I recently took another look, and many of the observations are surprising (these observations are based on clusters running Kubernetes 5.1.1). Below, I’ll highlight some of these observations, including supported versions, access controls and more dedicated master choices, along with a few additional features.
Overall, Elasticsearch is much more current now than it was when it was first released. AWS is now offering three versions of Elasticsearch, which is the biggest change I’ve noticed. Amazon Elasticsearch Service currently supports Elasticsearch versions 1.5, 2.3 and 5.1. Version 1.5 is available for those needing a 1.x release. It would be nice if the latest 1.x release (1.7) was supported, but at least it’s something in terms of supporting the legacy version of the software. That said, let’s face it – even Elastic doesn’t support that version anymore, so an upgrade would be well advised.
Version 2.3 is the release of the 2.x series. Again it’s not the latest (2.4 is the latest as of this writing), but it’s much closer to the current version than in the 1.x case. I doubt Amazon will move this version up to 2.4, which was released originally in August 2016, with the most recent patch being from November of that year.
Odds are that most efforts are focused on release 5.1 (December 2016). Version 5.2 was since released in January 2017. I would assume that it will not be long before 5.2 becomes available on Amazon.
For many use cases, these versions will likely be sufficient.
On the access control front, not much has changed. You have three options:
- User access (choose an IAM or AWS user/role)
- Whitelist based on IP address
- Signed requests
The documentation on users is written cleverly. It clearly states that you need an AWS account (i.e., root) or an IAM user. I tried an IAM role that we use for instances, and while I was able to specify the role, the access didn’t work. The best way to deal with this problem would likely be specific IAM users for specific purposes and then using a password with it.
Access using whitelists of IP addresses works quite well. That’s the easiest way to get things to work. One thing to be aware is that the Elasticsearch instances don’t live in your VPC, so traffic will always hit the external address. That feels a bit ugly, but it’s functional. Just heed the warning of not opening up the whitelist to everywhere. If your instances are private inside a VPC, whitelisting the IP addresses of the NAT gateways works nicely.
Signed requests are likely the most powerful but also the most difficult to implement. I won’t go into detail here except to say that for our use cases it would mean heavily modifying our clients’ code, which is something we generally don’t do. Also, curl won’t work.
Once you restrict who can have access, there’s a lot more you can do in terms of what they can access. Amazon allows you to restrict a URI path, the HTTP method, and so on. All that power is likely most useful with user access or signed requests.
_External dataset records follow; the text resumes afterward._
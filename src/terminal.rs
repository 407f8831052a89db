//! Terminal rendering of the workflow surface

use crate::capability::Surface;
use crate::workflow::CandidateFile;
use owo_colors::OwoColorize;

/// Terminal implementation of the workflow [`Surface`].
///
/// Status lines go to stdout; errors and alerts go to stderr in red. The
/// widget-only operations (trigger state, input clears) have no terminal
/// counterpart and are logged at debug level so `--debug` runs still show
/// the full event sequence.
#[derive(Debug, Default, Clone, Copy)]
pub struct TerminalSurface;

impl TerminalSurface {
    pub fn new() -> Self {
        Self
    }
}

impl Surface for TerminalSurface {
    fn set_status(&self, message: &str, is_error: bool) {
        if is_error {
            eprintln!("{}", message.red());
        } else {
            println!("{}", message);
        }
    }

    fn alert(&self, message: &str) {
        eprintln!("{} {}", "!".red().bold(), message.bold());
    }

    fn show_preview(&self, file: &CandidateFile) {
        println!(
            "Selected file: {} ({:.2} KB)",
            file.name.green(),
            file.size_kb()
        );
        println!("Type: {}", file.content_type.bright_black());
    }

    fn clear_preview(&self) {
        log::debug!("Preview cleared");
    }

    fn set_trigger_enabled(&self, enabled: bool) {
        log::debug!("Transform trigger enabled: {}", enabled);
    }

    fn clear_file_input(&self) {
        log::debug!("File input cleared");
    }

    fn clear_consultant_selection(&self) {
        log::debug!("Consultant selection cleared");
    }
}
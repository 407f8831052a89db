//! The transform workflow controller

use super::state::{ActiveInput, CandidateFile, StatusLine};
use crate::capability::{DownloadSink, SubmitOutcome, Surface, Transport};
use crate::delivery::transformed_filename;
use crate::roster::ConsultantRoster;
use eyre::{Context, Result};

/// Drives the select → validate → submit → download flow.
///
/// The controller owns the workflow state (the active input slot and the
/// last status line) and is generic over its three capability seams, so
/// the terminal/webhook/disk production stack and the test fakes compose
/// the same way.
///
/// # Type Parameters
/// - `S`: display surface
/// - `T`: remote transport
/// - `D`: download sink
///
/// # Example
/// ```no_run
/// use cv_transformer::client::{Auth, WebhookClient};
/// use cv_transformer::delivery::DiskDownloadSink;
/// use cv_transformer::roster::ConsultantRoster;
/// use cv_transformer::terminal::TerminalSurface;
/// use cv_transformer::workflow::{CandidateFile, Controller};
/// use url::Url;
///
/// # async fn example() -> eyre::Result<()> {
/// let url = Url::parse("https://automation.example.com/webhook/cv")?;
/// let client = WebhookClient::try_new(url, Auth::None)?;
///
/// let mut controller = Controller::new(
///     TerminalSurface::new(),
///     client,
///     DiskDownloadSink::new("."),
///     ConsultantRoster::new(),
/// );
///
/// controller.on_file_change(Some(CandidateFile::from_path("cv.pdf")?));
/// controller.on_transform_trigger().await?;
/// # Ok(())
/// # }
/// ```
pub struct Controller<S, T, D>
where
    S: Surface,
    T: Transport,
    D: DownloadSink,
{
    surface: S,
    transport: T,
    downloads: D,
    roster: ConsultantRoster,
    input: ActiveInput,
    last_status: Option<StatusLine>,
}

impl<S, T, D> Controller<S, T, D>
where
    S: Surface,
    T: Transport,
    D: DownloadSink,
{
    /// Create a controller in its initial state (nothing selected).
    pub fn new(surface: S, transport: T, downloads: D, roster: ConsultantRoster) -> Self {
        Self {
            surface,
            transport,
            downloads,
            roster,
            input: ActiveInput::None,
            last_status: None,
        }
    }

    /// The consultant roster backing the selector.
    pub fn roster(&self) -> &ConsultantRoster {
        &self.roster
    }

    /// The current input slot.
    pub fn active_input(&self) -> &ActiveInput {
        &self.input
    }

    /// The most recent status line, if any was written.
    pub fn last_status(&self) -> Option<&StatusLine> {
        self.last_status.as_ref()
    }

    /// A consultant was selected.
    ///
    /// Records the id as the active selection, clearing any selected file
    /// along with its preview. No network effect.
    pub fn on_consultant_change(&mut self, id: &str) {
        let display = self.display_name(id);
        log::debug!("Consultant selected: {}", id);

        self.input = ActiveInput::Consultant(id.to_string());
        self.surface.clear_file_input();
        self.surface.clear_preview();
        self.status(&format!("Consultant {} selected.", display), false);
    }

    /// The file selection changed.
    ///
    /// A valid file becomes the active selection (clearing any active
    /// consultant) and gets a preview; an invalid one clears the file
    /// input and leaves the prior state untouched; no file clears the
    /// preview.
    pub fn on_file_change(&mut self, file: Option<CandidateFile>) {
        match file {
            Some(file) => {
                log::debug!(
                    "File selected: {} ({}, {} bytes)",
                    file.name,
                    file.content_type,
                    file.size()
                );
                if self.validate(Some(&file)) {
                    self.surface.clear_consultant_selection();
                    self.surface.show_preview(&file);
                    self.status(
                        &format!("File \"{}\" ready for transformation.", file.name),
                        false,
                    );
                    self.input = ActiveInput::File(file);
                } else {
                    self.surface.clear_file_input();
                }
            }
            None => {
                if matches!(self.input, ActiveInput::File(_)) {
                    self.input = ActiveInput::None;
                }
                self.surface.clear_preview();
                self.status("No file selected.", false);
            }
        }
    }

    /// Validate a candidate file.
    ///
    /// The single policy decision of the workflow: the declared MIME type
    /// must be exactly `application/pdf`. No content sniffing, no size
    /// limit. Failures are surfaced to the user here.
    pub fn validate(&mut self, file: Option<&CandidateFile>) -> bool {
        match file {
            None => {
                self.status("Error: no file provided.", true);
                false
            }
            Some(file) if !file.declares_pdf() => {
                let message = format!(
                    "Error: file \"{}\" is not a PDF. Please select a PDF file.",
                    file.name
                );
                self.status(&message, true);
                self.surface.alert(&message);
                false
            }
            Some(_) => true,
        }
    }

    /// The transform trigger was activated.
    ///
    /// With an active file, re-validates and submits it to the webhook,
    /// awaiting the outcome before returning. With an active consultant,
    /// only the lookup placeholder status is emitted; the consultant CV
    /// retrieval has no backing service yet and must not reach the
    /// network. With nothing active, fails fast with a user-visible
    /// error.
    ///
    /// Returns `true` when a transformed file was delivered.
    ///
    /// # Errors
    /// Returns an error only when a successfully transformed file cannot
    /// be written by the download sink; every remote outcome is surfaced
    /// through the status line instead.
    pub async fn on_transform_trigger(&mut self) -> Result<bool> {
        match self.input.clone() {
            ActiveInput::None => {
                let message = "Please select a consultant or upload a CV.";
                self.status(message, true);
                self.surface.alert(message);
                Ok(false)
            }
            ActiveInput::File(file) => {
                if !self.validate(Some(&file)) {
                    return Ok(false);
                }
                self.status(&format!("Transforming file \"{}\"...", file.name), false);
                self.submit(&file).await
            }
            ActiveInput::Consultant(id) => {
                let display = self.display_name(&id);
                self.status(&format!("Looking up CV for {}...", display), false);
                self.status(
                    &format!(
                        "CV retrieval for consultant {} is not implemented yet. \
                         Upload a file manually to run a transform.",
                        display
                    ),
                    false,
                );
                Ok(false)
            }
        }
    }

    /// Overwrite the status line.
    pub fn status(&mut self, message: &str, is_error: bool) {
        self.surface.set_status(message, is_error);
        self.last_status = Some(StatusLine {
            message: message.to_string(),
            is_error,
        });
    }

    /// Submit the file to the webhook and handle all three outcomes.
    ///
    /// The trigger is disabled before the await and re-enabled right
    /// after it returns, so success, rejection, and transport failure
    /// all leave the trigger usable again.
    async fn submit(&mut self, file: &CandidateFile) -> Result<bool> {
        self.status(
            &format!("Sending \"{}\" to the transform webhook...", file.name),
            false,
        );
        self.surface.set_trigger_enabled(false);
        let outcome = self.transport.submit(file).await;
        self.surface.set_trigger_enabled(true);

        match outcome {
            Ok(SubmitOutcome::Transformed(bytes)) => {
                self.status(
                    &format!("File \"{}\" transformed successfully!", file.name),
                    false,
                );
                let filename = transformed_filename(&file.name);
                self.deliver(&bytes, &filename)?;
                Ok(true)
            }
            Ok(SubmitOutcome::Rejected { status, body }) => {
                self.status(
                    &format!(
                        "Error while processing file \"{}\". Status: {}. {}",
                        file.name, status, body
                    ),
                    true,
                );
                self.surface
                    .alert(&format!("Server error: {}. Details: {}", status, body));
                Ok(false)
            }
            Err(error) => {
                self.status(
                    &format!("Connection error while sending \"{}\". {}", file.name, error),
                    true,
                );
                self.surface.alert(&format!("Connection error: {}", error));
                Ok(false)
            }
        }
    }

    /// Deliver the transformed bytes as a local download, then reset the
    /// workflow to its initial state.
    fn deliver(&mut self, bytes: &[u8], filename: &str) -> Result<()> {
        self.downloads
            .deliver(bytes, filename)
            .with_context(|| format!("Failed to deliver \"{}\"", filename))?;

        self.status(
            &format!("Transformed file \"{}\" has been downloaded.", filename),
            false,
        );

        self.input = ActiveInput::None;
        self.surface.clear_file_input();
        self.surface.clear_preview();
        self.surface.clear_consultant_selection();

        Ok(())
    }

    fn display_name(&self, id: &str) -> String {
        self.roster.name_of(id).unwrap_or(id).to_string()
    }
}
Ultimately the signed requests will get you the most control, but they will require some effort.
More Dedicated Master Choices
Amazon also enhanced the settings with respect to dedicated master nodes, which are used to increase cluster stability. It’s now possible to specify the instance count and type. That’s a nice feature. Having three t2.small.elasticsearch instances keeps costs down and raises confidence when trying to avoid a split brain.
The AWS console for Elasticsearch is pretty opaque and doesn’t let you see everything under the hood. It appears that when you update a cluster with the same settings, it will still update things. That appears to consist of replacing all the instances under the hood. That’s a little heavy, but I haven’t observed issues with the actual updates in my tests.
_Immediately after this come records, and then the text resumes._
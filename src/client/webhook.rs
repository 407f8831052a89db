//! Webhook client module
//!
//! Provides `WebhookClient` for submitting CV files to the remote
//! transform webhook as a multipart upload.

use super::Auth;
use crate::capability::{SubmitOutcome, Transport};
use crate::workflow::CandidateFile;
use async_trait::async_trait;
use base64::Engine;
use eyre::{Context, Result, eyre};
use reqwest::{Client, multipart};
use url::Url;

/// HTTP client for the remote transform webhook.
///
/// The webhook is a single fixed endpoint: every transform attempt is one
/// multipart POST carrying the file under the form field `file`, with no
/// retries. Credentials are attached as default headers at construction
/// time.
///
/// No request timeout is configured; a webhook that never responds keeps
/// the attempt pending.
///
/// # Example
/// ```no_run
/// use cv_transformer::client::{Auth, WebhookClient};
/// use cv_transformer::capability::{SubmitOutcome, Transport};
/// use cv_transformer::workflow::CandidateFile;
/// use url::Url;
///
/// # async fn example() -> eyre::Result<()> {
/// let url = Url::parse("https://automation.example.com/webhook/cv")?;
/// let client = WebhookClient::try_new(url, Auth::None)?;
///
/// let file = CandidateFile::from_path("cv.pdf")?;
/// match client.submit(&file).await? {
///     SubmitOutcome::Transformed(bytes) => println!("{} byte(s) back", bytes.len()),
///     SubmitOutcome::Rejected { status, body } => println!("{}: {}", status, body),
/// }
/// # Ok(())
/// # }
/// ```
#[derive(Clone, Debug)]
pub struct WebhookClient {
    client: Client,
    url: Url,
}

impl WebhookClient {
    /// Create a new webhook client from a URL and Auth.
    ///
    /// # Errors
    /// Returns an error if the credentials cannot be encoded as headers
    /// or the HTTP client cannot be built.
    pub fn try_new(url: Url, auth: Auth) -> Result<Self> {
        let mut headers = reqwest::header::HeaderMap::new();
        match auth {
            Auth::Basic(username, password) => {
                let credentials = base64::engine::general_purpose::STANDARD
                    .encode(format!("{}:{}", username, password));
                headers.append(
                    reqwest::header::AUTHORIZATION,
                    format!("Basic {}", credentials).parse()?,
                );
            }
            Auth::Apikey(apikey) => {
                headers.append(
                    reqwest::header::AUTHORIZATION,
                    format!("ApiKey {}", apikey).parse()?,
                );
            }
            Auth::None => {}
        }
        let client = Client::builder().default_headers(headers).build()?;

        Ok(Self { client, url })
    }

    /// The webhook endpoint URL.
    pub fn url(&self) -> &Url {
        &self.url
    }
}

#[async_trait]
impl Transport for WebhookClient {
    /// POST the file to the webhook as multipart form data.
    ///
    /// The file is uploaded under the field name `file` with its original
    /// filename and declared MIME type. A 2xx response body is read as
    /// the transformed PDF bytes; a non-2xx body is read as text.
    async fn submit(&self, file: &CandidateFile) -> Result<SubmitOutcome> {
        let part = multipart::Part::bytes(file.bytes.clone())
            .file_name(file.name.clone())
            .mime_str(&file.content_type)
            .with_context(|| format!("Invalid declared content type: {}", file.content_type))?;
        let form = multipart::Form::new().part("file", part);

        log::debug!(
            "Submitting \"{}\" ({} byte(s)) to {}",
            file.name,
            file.size(),
            self.url
        );

        let response = self
            .client
            .post(self.url.clone())
            .multipart(form)
            .send()
            .await
            .map_err(|e| eyre!("Failed to send file to webhook: {}", e))?;

        let status = response.status();
        if status.is_success() {
            let bytes = response
                .bytes()
                .await
                .with_context(|| "Failed to read transformed response body")?;
            log::info!("✓ Webhook returned {} with {} byte(s)", status, bytes.len());
            Ok(SubmitOutcome::Transformed(bytes.to_vec()))
        } else {
            let body = response.text().await.unwrap_or_default();
            log::warn!("Webhook rejected \"{}\" ({}): {}", file.name, status, body);
            Ok(SubmitOutcome::Rejected {
                status: status.as_u16(),
                body,
            })
        }
    }
}

impl std::fmt::Display for WebhookClient {
    fn fmt(&self, f: &mut std::fmt::Formatter<'_>) -> std::fmt::Result {
        write!(f, "{}", self.url)
    }
}
//! Local download delivery
//!
//! The transformed PDF comes back as raw bytes; delivery writes them into
//! the download directory through a scoped temporary file, so the target
//! name only ever appears fully written.

use crate::capability::DownloadSink;
use eyre::{Context, Result};
use std::io::Write;
use std::path::{Path, PathBuf};
use tempfile::NamedTempFile;

/// Download sink that saves transformed files into a local directory.
///
/// Each delivery acquires a temporary file in the target directory,
/// writes the bytes, and persists it to the final name. The temporary
/// file is released exactly once: renamed on success, removed on drop if
/// any step fails first.
pub struct DiskDownloadSink {
    dir: PathBuf,
}

impl DiskDownloadSink {
    /// Create a sink targeting the given directory.
    pub fn new(dir: impl Into<PathBuf>) -> Self {
        Self { dir: dir.into() }
    }

    /// The download directory.
    pub fn dir(&self) -> &Path {
        &self.dir
    }
}

impl DownloadSink for DiskDownloadSink {
    fn deliver(&self, bytes: &[u8], filename: &str) -> Result<PathBuf> {
        std::fs::create_dir_all(&self.dir).with_context(|| {
            format!("Failed to create download directory: {}", self.dir.display())
        })?;

        let target = self.dir.join(filename);

        let mut temp = NamedTempFile::new_in(&self.dir).with_context(|| {
            format!("Failed to create temporary file in {}", self.dir.display())
        })?;
        temp.write_all(bytes)
            .with_context(|| "Failed to write transformed file")?;
        temp.persist(&target)
            .with_context(|| format!("Failed to save {}", target.display()))?;

        log::info!("✓ Saved transformed file to {}", target.display());

        Ok(target)
    }
}

/// Build the download filename for a transformed CV.
///
/// A trailing `.pdf` on the original name is stripped case-insensitively
/// before wrapping: `resume.pdf` becomes `CV_resume_Transformed.pdf`.
pub fn transformed_filename(original_name: &str) -> String {
    let len = original_name.len();
    let base = if len >= 4
        && original_name.is_char_boundary(len - 4)
        && original_name[len - 4..].eq_ignore_ascii_case(".pdf")
    {
        &original_name[..len - 4]
    } else {
        original_name
    };
    format!("CV_{}_Transformed.pdf", base)
}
Making changes to the cluster appears to take awhile. At a minimum that’s 10 minutes, which also applies to access changes. However, the changes appear to take without issue. I’ve tested increasing and decreasing instance count, using different instance types (masters and nodes) and adding and removing EBS volumes. All of these actions happened cleanly (though, again, not rapidly). One nice feature is that if you’re decreasing instance counts or storage sizes, AWS will check to make sure you have enough space when all is said and done. While I didn’t test this feature extensively, it did prevent me from trying to wedge too much data into too little space during a couple of tests.
That said, an odd thing occurred when I altered the IP whitelist. For a period of time, I alternated between receiving permission-denied errors and successes, which suggests that Amazon is using a conservative approach to replacing the instances. In other words, new instances are added fully before existing ones are removed. I’m guessing that the approach is using a proper vacating of data from existing resources. That’s a nice touch.
Overall, Amazon Elasticsearch Service has come a long way. It still doesn’t include several features that would be nice to see, including the ability to run the Elasticsearch domain inside a VPC and full integration of the IAM. Nonetheless, it’s a pretty solid system and likely very usable for many purposes.